*** Exercise input Section Begins ***

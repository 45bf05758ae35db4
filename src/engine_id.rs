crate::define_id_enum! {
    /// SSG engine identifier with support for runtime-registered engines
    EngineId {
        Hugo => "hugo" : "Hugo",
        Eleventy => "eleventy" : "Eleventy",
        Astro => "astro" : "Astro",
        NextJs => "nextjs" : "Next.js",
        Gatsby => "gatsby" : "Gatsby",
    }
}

*** Exercise input Section Ends ***

# Assigned task
The answer must be every entry, reproduced exactly.

# Exercise result
repository 45bf05758ae35db4
filename src/engine_id.rs
crate::define_id_enum! {
    /// SSG engine identifier with support for runtime-registered engines
    EngineId {
        Hugo => "hugo" : "Hugo",
        Eleventy => "eleventy" : "Eleventy",
        Astro => "astro" : "Astro",
        NextJs => "nextjs" : "Next.js",
        Gatsby => "gatsby" : "Gatsby",
    }
}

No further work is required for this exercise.